Brad McBrayer has spent the last five years thinking about the moments before a police officer shot and killed his son. 

Body camera footage, taken on Nov. 11, 2014, does not show all of those moments. The officers turned on their cameras only after things had escalated. 

In the footage, 24-year-old David Daniel McBrayer seemed confused. Agitated. He stood outside of his Jacksonville apartment and wouldn’t drop a box cutter he held in one hand as the officers demanded him to, one officer standing between the man and his apartment. 

McBrayer yelled “I feel threatened” and asked to be allowed to go to his room before continuing to walk toward his apartment, when one of the officers shot McBrayer five times in the chest. 

Both McBrayer and police believe the 24-year-old was suffering from an undiagnosed mental illness, according to interviews and court records. 

U.S. District Judge Annemarie Axon in April dismissed what was left of the McBrayer family’s civil suit, which alleged that the city of Jacksonville should have made certain that officers were trained to handle those with mental illness. 


The suit also alleged that Jacksonville’s then-police chief should have known the training was needed and the Alabama Peace Officers Standards and Training Commission, which oversees law enforcement training curriculum in the state, should have mandated that training.
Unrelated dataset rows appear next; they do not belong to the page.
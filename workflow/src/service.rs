//! Request service: the transaction boundary around the aggregate.
//!
//! A mutating call locks the request's slot, checks the caller's expected
//! version, applies the aggregate operation to a copy, records the audit entry
//! and only then writes the copy back and enqueues the events. Any failure
//! before the write-back leaves the stored request as it was.

use crate::aggregate::{BenefitRequest, Emitted, NewRequest, OperationContext, ReviewDecision, StatusHistoryEntry};
use crate::audit::{AuditDraft, AuditEntry, AuditError, AuditRecorder, ChainVerification, FieldChange, VerificationOutcome};
use crate::documents::DocumentRequirementChecker;
use crate::error::{RequestError, Result};
use crate::events::DomainEvent;
use crate::outbox::Outbox;
use crate::payments::PaymentChannelProvider;
use crate::repository::RequestRepository;
use crate::route::WorkflowConfigResolver;
use crate::types::{ActorContext, AuditEntryId, DocumentType, PaymentDetails, PendencyId, RequestId};
use benefits_core::environment::Clock;
use benefits_core::stream::Version;
use benefits_runtime::metrics::names;
use serde_json::Value;
use std::collections::BTreeMap;
use std::sync::Arc;

/// Audit subject type of benefit requests.
pub const SUBJECT_TYPE: &str = "benefit_request";

/// Fields left out of audit diffs; history growth shows up as the status change.
const UNAUDITED_FIELDS: &[&str] = &["history"];

/// Collaborators consulted by request operations.
#[derive(Clone)]
pub struct WorkflowEnvironment {
    /// Route lookup, used at creation
    pub routes: Arc<dyn WorkflowConfigResolver>,
    /// Mandatory document check, used at submission
    pub documents: Arc<dyn DocumentRequirementChecker>,
    /// Payment channel lookup, used at release
    pub payments: Arc<dyn PaymentChannelProvider>,
    /// Time source
    pub clock: Arc<dyn Clock>,
}

/// New state and emitted events of a successful operation.
#[derive(Clone, Debug, PartialEq, Eq)]
pub struct OperationOutcome {
    /// Request after the operation
    pub request: BenefitRequest,
    /// Events the operation emitted, in order
    pub events: Vec<DomainEvent>,
}

/// Entry point for request operations.
pub struct RequestService {
    env: WorkflowEnvironment,
    repository: RequestRepository,
    audit: AuditRecorder,
    outbox: Arc<Outbox>,
}

impl RequestService {
    /// Create a service with an empty repository.
    #[must_use]
    pub fn new(env: WorkflowEnvironment, audit: AuditRecorder, outbox: Arc<Outbox>) -> Self {
        Self {
            env,
            repository: RequestRepository::new(),
            audit,
            outbox,
        }
    }

    /// Outbox the service writes to.
    #[must_use]
    pub fn outbox(&self) -> Arc<Outbox> {
        Arc::clone(&self.outbox)
    }

    /// Create a request in `Draft`.
    ///
    /// # Errors
    ///
    /// [`RequestError::ConfigurationMissing`], role denials or storage faults.
    #[tracing::instrument(
        name = "create_request",
        skip_all,
        fields(
            benefit_type = %new.benefit_type,
            correlation_id = %ctx.correlation_id,
            user_id = %ctx.actor.user_id,
        )
    )]
    pub async fn create(&self, ctx: &ActorContext, new: NewRequest) -> Result<OperationOutcome> {
        metrics::counter!(names::REQUESTS_OPERATIONS_TOTAL, "operation" => "create").increment(1);
        let result = self.create_inner(ctx, new);
        if let Err(error) = &result {
            record_rejection("create", error);
        }
        result
    }

    fn create_inner(&self, ctx: &ActorContext, new: NewRequest) -> Result<OperationOutcome> {
        let now = self.env.clock.now();
        let (request, events) = BenefitRequest::create(
            RequestId::new(),
            new,
            self.env.routes.as_ref(),
            OperationContext::new(ctx, now),
        )?;

        let changes = diff(&Value::Null, &to_value(&request)?);
        let draft = AuditDraft::new(SUBJECT_TYPE, request.id(), "create", ctx.clone(), now).with_changes(changes);
        self.audit.record(draft).map_err(storage)?;

        self.repository.insert(request.clone())?;
        self.outbox.enqueue(events.iter().cloned());

        tracing::info!(
            request_id = %request.id(),
            route_version = request.route().config_version,
            "Benefit request created"
        );
        Ok(OperationOutcome {
            request,
            events: events.into_vec(),
        })
    }

    /// Submit a draft.
    ///
    /// # Errors
    ///
    /// See [`BenefitRequest::submit`], plus [`RequestError::NotFound`] and
    /// [`RequestError::ConcurrentModification`].
    pub async fn submit(&self, ctx: &ActorContext, id: RequestId, expected: Version) -> Result<OperationOutcome> {
        let documents = Arc::clone(&self.env.documents);
        self.execute(ctx, id, expected, "submit", move |request, op| {
            request.submit(op, documents.as_ref())
        })
        .await
    }

    /// Finish triage: `Open -> InAnalysis`.
    ///
    /// # Errors
    ///
    /// See [`BenefitRequest::send_to_analysis`].
    pub async fn send_to_analysis(
        &self,
        ctx: &ActorContext,
        id: RequestId,
        expected: Version,
    ) -> Result<OperationOutcome> {
        self.execute(ctx, id, expected, "send_to_analysis", |request, op| {
            request.send_to_analysis(op)
        })
        .await
    }

    /// Record document metadata.
    ///
    /// # Errors
    ///
    /// See [`BenefitRequest::attach_document`].
    pub async fn attach_document(
        &self,
        ctx: &ActorContext,
        id: RequestId,
        expected: Version,
        document_type: DocumentType,
    ) -> Result<OperationOutcome> {
        self.execute(ctx, id, expected, "attach_document", move |request, op| {
            request.attach_document(op, document_type)
        })
        .await
    }

    /// Record the technical opinion of the current cycle.
    ///
    /// # Errors
    ///
    /// See [`BenefitRequest::record_technical_opinion`].
    pub async fn record_technical_opinion(
        &self,
        ctx: &ActorContext,
        id: RequestId,
        expected: Version,
        text: &str,
    ) -> Result<OperationOutcome> {
        self.execute(ctx, id, expected, "record_technical_opinion", |request, op| {
            request.record_technical_opinion(op, text)
        })
        .await
    }

    /// Apply a reviewer decision.
    ///
    /// # Errors
    ///
    /// See [`BenefitRequest::review`].
    pub async fn review(
        &self,
        ctx: &ActorContext,
        id: RequestId,
        expected: Version,
        decision: ReviewDecision,
    ) -> Result<OperationOutcome> {
        let operation = match &decision {
            ReviewDecision::Approve => "approve",
            ReviewDecision::Pend { .. } => "pend",
            ReviewDecision::Reject { .. } => "reject",
        };
        self.execute(ctx, id, expected, operation, move |request, op| {
            request.review(op, decision)
        })
        .await
    }

    /// Resolve one pendency.
    ///
    /// # Errors
    ///
    /// See [`BenefitRequest::resolve_pendency`].
    pub async fn resolve_pendency(
        &self,
        ctx: &ActorContext,
        id: RequestId,
        expected: Version,
        pendency_id: PendencyId,
        note: &str,
    ) -> Result<OperationOutcome> {
        self.execute(ctx, id, expected, "resolve_pendency", |request, op| {
            request.resolve_pendency(op, pendency_id, note)
        })
        .await
    }

    /// Send a request with every pendency resolved back to analysis.
    ///
    /// # Errors
    ///
    /// See [`BenefitRequest::resubmit`].
    pub async fn resubmit(&self, ctx: &ActorContext, id: RequestId, expected: Version) -> Result<OperationOutcome> {
        self.execute(ctx, id, expected, "resubmit", |request, op| request.resubmit(op))
            .await
    }

    /// Register the hand-over.
    ///
    /// # Errors
    ///
    /// See [`BenefitRequest::release`].
    pub async fn release(
        &self,
        ctx: &ActorContext,
        id: RequestId,
        expected: Version,
        payment: PaymentDetails,
    ) -> Result<OperationOutcome> {
        let payments = Arc::clone(&self.env.payments);
        self.execute(ctx, id, expected, "release", move |request, op| {
            request.release(op, payment, payments.as_ref())
        })
        .await
    }

    /// Confirm delivery.
    ///
    /// # Errors
    ///
    /// See [`BenefitRequest::complete`].
    pub async fn complete(
        &self,
        ctx: &ActorContext,
        id: RequestId,
        expected: Version,
        delivery_note: &str,
    ) -> Result<OperationOutcome> {
        self.execute(ctx, id, expected, "complete", |request, op| {
            request.complete(op, delivery_note)
        })
        .await
    }

    /// Cancel a request.
    ///
    /// # Errors
    ///
    /// See [`BenefitRequest::cancel`].
    pub async fn cancel(
        &self,
        ctx: &ActorContext,
        id: RequestId,
        expected: Version,
        reason: &str,
    ) -> Result<OperationOutcome> {
        self.execute(ctx, id, expected, "cancel", |request, op| request.cancel(op, reason))
            .await
    }

    /// Current snapshot of a request.
    ///
    /// # Errors
    ///
    /// [`RequestError::NotFound`].
    pub async fn get(&self, id: RequestId) -> Result<BenefitRequest> {
        self.repository.get(id).await.ok_or(RequestError::NotFound(id))
    }

    /// Status history, oldest first.
    ///
    /// # Errors
    ///
    /// [`RequestError::NotFound`].
    pub async fn get_history(&self, id: RequestId) -> Result<Vec<StatusHistoryEntry>> {
        Ok(self.get(id).await?.history().to_vec())
    }

    /// Audit entries of a request, oldest first.
    #[must_use]
    pub fn audit_trail(&self, id: RequestId) -> Vec<AuditEntry> {
        self.audit.trail(SUBJECT_TYPE, &id.to_string())
    }

    /// Check one audit entry against its seal.
    ///
    /// # Errors
    ///
    /// [`AuditError::EntryNotFound`].
    pub fn verify_audit(&self, entry_id: AuditEntryId) -> std::result::Result<VerificationOutcome, AuditError> {
        self.audit.verify(entry_id)
    }

    /// Check the audit hash chain.
    ///
    /// # Errors
    ///
    /// [`AuditError::Serialization`] if an entry cannot be hashed.
    pub fn verify_audit_chain(&self) -> std::result::Result<ChainVerification, AuditError> {
        self.audit.verify_chain()
    }

    #[tracing::instrument(
        name = "request_operation",
        skip_all,
        fields(
            operation,
            request_id = %id,
            expected_version = %expected,
            correlation_id = %ctx.correlation_id,
            user_id = %ctx.actor.user_id,
        )
    )]
    async fn execute<F>(
        &self,
        ctx: &ActorContext,
        id: RequestId,
        expected: Version,
        operation: &'static str,
        apply: F,
    ) -> Result<OperationOutcome>
    where
        F: FnOnce(&mut BenefitRequest, OperationContext<'_>) -> Result<Emitted>,
    {
        tracing::Span::current().record("operation", operation);
        metrics::counter!(names::REQUESTS_OPERATIONS_TOTAL, "operation" => operation).increment(1);

        let result = self.commit(ctx, id, expected, operation, apply).await;
        match &result {
            Ok(outcome) => tracing::info!(
                status = %outcome.request.status(),
                version = %outcome.request.version(),
                events = outcome.events.len(),
                "Operation committed"
            ),
            Err(error) => record_rejection(operation, error),
        }
        result
    }

    async fn commit<F>(
        &self,
        ctx: &ActorContext,
        id: RequestId,
        expected: Version,
        operation: &'static str,
        apply: F,
    ) -> Result<OperationOutcome>
    where
        F: FnOnce(&mut BenefitRequest, OperationContext<'_>) -> Result<Emitted>,
    {
        let slot = self.repository.slot(id).ok_or(RequestError::NotFound(id))?;
        let mut stored = slot.lock().await;
        stored.ensure_version(expected)?;

        let now = self.env.clock.now();
        let mut next = stored.clone();
        let events = apply(&mut next, OperationContext::new(ctx, now))?;

        let changes = diff(&to_value(&*stored)?, &to_value(&next)?);
        let draft = AuditDraft::new(SUBJECT_TYPE, id, operation, ctx.clone(), now).with_changes(changes);
        self.audit.record(draft).map_err(storage)?;

        *stored = next.clone();
        self.outbox.enqueue(events.iter().cloned());
        drop(stored);

        Ok(OperationOutcome {
            request: next,
            events: events.into_vec(),
        })
    }
}

impl std::fmt::Debug for RequestService {
    fn fmt(&self, f: &mut std::fmt::Formatter<'_>) -> std::fmt::Result {
        f.debug_struct("RequestService")
            .field("requests", &self.repository.len())
            .field("audit", &self.audit)
            .finish_non_exhaustive()
    }
}

fn record_rejection(operation: &'static str, error: &RequestError) {
    metrics::counter!(
        names::REQUESTS_OPERATIONS_REJECTED,
        "operation" => operation,
        "reason" => error.code()
    )
    .increment(1);

    match error {
        RequestError::ConcurrentModification { expected, actual, .. } => {
            metrics::counter!(names::REQUESTS_CONCURRENCY_CONFLICTS).increment(1);
            tracing::info!(%expected, %actual, "Operation lost a concurrent modification race");
        },
        RequestError::Storage(reason) => {
            tracing::error!(%reason, "Operation failed to persist");
        },
        other => {
            tracing::info!(reason = other.code(), error = %other, "Operation rejected");
        },
    }
}

fn storage(error: AuditError) -> RequestError {
    RequestError::Storage(error.to_string())
}

fn to_value(request: &BenefitRequest) -> Result<Value> {
    serde_json::to_value(request).map_err(|e| RequestError::Storage(e.to_string()))
}

/// Top-level field diff of two request snapshots.
fn diff(before: &Value, after: &Value) -> BTreeMap<String, FieldChange> {
    let empty = serde_json::Map::new();
    let before = before.as_object().unwrap_or(&empty);
    let after = after.as_object().unwrap_or(&empty);

    before
        .keys()
        .chain(after.keys())
        .filter(|field| !UNAUDITED_FIELDS.contains(&field.as_str()))
        .filter_map(|field| {
            let old = before.get(field).unwrap_or(&Value::Null);
            let new = after.get(field).unwrap_or(&Value::Null);
            (old != new).then(|| {
                (
                    field.clone(),
                    FieldChange {
                        before: old.clone(),
                        after: new.clone(),
                    },
                )
            })
        })
        .collect()
}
McBrayer’s attorney also argued that his son wasn’t afforded protection under the Americans with Disabilities Act for his mental illness. 

All three — the city, the former police chief and APOSTC — were named as defendants, as was the officer who shot McBrayer. A judge in April 2017 dismissed the former police chief and APOSTC from the lawsuit, agreeing with the training commission’s attorney’s argument that APOSTC doesn’t set the training policy for the Jacksonville Police Department. 

First signs

McBrayer’s son was attending Gadsden State Community College and planned to transfer to Jacksonville State University in the fall of 2014 to study computer science. He was bright. Loved to read novels and history, his father said.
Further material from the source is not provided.